======== Listed entries ========
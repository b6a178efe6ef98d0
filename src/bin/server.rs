//! The HTTPS server binary.

use std::{
    env,
    fs::OpenOptions,
    net::SocketAddr,
    path::PathBuf,
    sync::Arc,
};

use axum::{
    Router,
    extract::{MatchedPath, Request},
};
use axum_server::{Handle, tls_rustls::RustlsConfig};
use clap::Parser;
use rusqlite::Connection;
use tower_http::trace::TraceLayer;

#[cfg(debug_assertions)]
use tower_livereload::LiveReloadLayer;

use tracing_subscriber::{Layer, filter, layer::SubscriberExt, util::SubscriberInitExt};

use pocketbook_rs::{AppState, build_router, graceful_shutdown};

/// The REST API server for pocketbook_rs.
#[derive(Parser, Debug)]
#[command(version, about, long_about = None)]
struct Args {
    /// File path to the application SQLite database.
    #[arg(long)]
    db_path: String,

    /// Directory path where attachment files are stored.
    #[arg(long, default_value = "attachments")]
    attachment_path: String,

    /// File path to an SSL certificate `cert.pem` and key `key.pem`.
    #[arg(long)]
    cert_path: String,

    /// The local timezone as a canonical timezone name.
    #[arg(long, default_value = "UTC")]
    timezone: String,

    /// The port to serve the API from.
    #[arg(short, long, default_value_t = 3000)]
    port: u16,
}

#[tokio::main]
async fn main() {
    setup_logging();

    let args = Args::parse();

    let addr = SocketAddr::from(([127, 0, 0, 1], args.port));

    let tls_config = RustlsConfig::from_pem_file(
        PathBuf::from(&args.cert_path).join("cert.pem"),
        PathBuf::from(&args.cert_path).join("key.pem"),
    )
    .await
    .expect("Could not open TLS certificates.");

    let secret = env::var("SECRET").expect("The environment variable 'SECRET' must be set");

    let conn = Connection::open(&args.db_path).expect("Could not open database");
    let state = AppState::new(
        conn,
        &secret,
        &args.timezone,
        PathBuf::from(&args.attachment_path),
    )
    .expect("Could not create app state");

    let handle = Handle::new();
    tokio::spawn(graceful_shutdown(handle.clone()));

    let router = add_tracing_layer(build_router(state));

    #[cfg(debug_assertions)]
    let router = router.layer(LiveReloadLayer::new());

    tracing::info!("HTTPS server listening on {}", addr);
    axum_server::bind_rustls(addr, tls_config)
        .handle(handle)
        .serve(router.into_make_service())
        .await
        .unwrap();
}

fn setup_logging() {
    let stdout_log = tracing_subscriber::fmt::layer().pretty();

    let log_file = OpenOptions::new()
        .create(true)
        .append(true)
        .open("debug.log")
        .expect("Could not create log file");

    let debug_log = tracing_subscriber::fmt::layer()
        .pretty()
        .with_writer(Arc::new(log_file));

    tracing_subscriber::registry()
        .with(
            stdout_log
                .with_filter(filter::LevelFilter::INFO)
                .and_then(debug_log)
                .with_filter(filter::LevelFilter::DEBUG),
        )
        .init();
}

fn add_tracing_layer(router: Router) -> Router {
    let tracing_layer = TraceLayer::new_for_http()
        .make_span_with(|req: &Request| {
            let method = req.method();
            let uri = req.uri();

            let matched_path = req
                .extensions()
                .get::<MatchedPath>()
                .map(|matched_path| matched_path.as_str());

            tracing::debug_span!("request", %method, %uri, matched_path)
        })
        // By default, `TraceLayer` will log 5xx responses but we're doing our specific
        // logging of errors so disable that
        .on_failure(());

    router.layer(tracing_layer)
}
//! Synchronization core
//!
//! `reconcile` plans, `policies` decide, `queue` serializes, `engine`
//! executes.

pub mod engine;
pub mod policies;
pub mod queue;
pub mod reconcile;

pub use engine::SyncEngine;
pub use queue::{QueueStatus, SyncQueue, SyncTask, TaskExecutor, TaskKind};
pub use reconcile::{apply_to_snapshot, resolve, resolve_mirror, ReconcilePolicy};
========
Your goal
From the entries above, return each line with the word "Could" in it.

Expected answer
    .expect("Could not open TLS certificates.");
    let conn = Connection::open(&args.db_path).expect("Could not open database");
    .expect("Could not create app state");
        .expect("Could not create log file");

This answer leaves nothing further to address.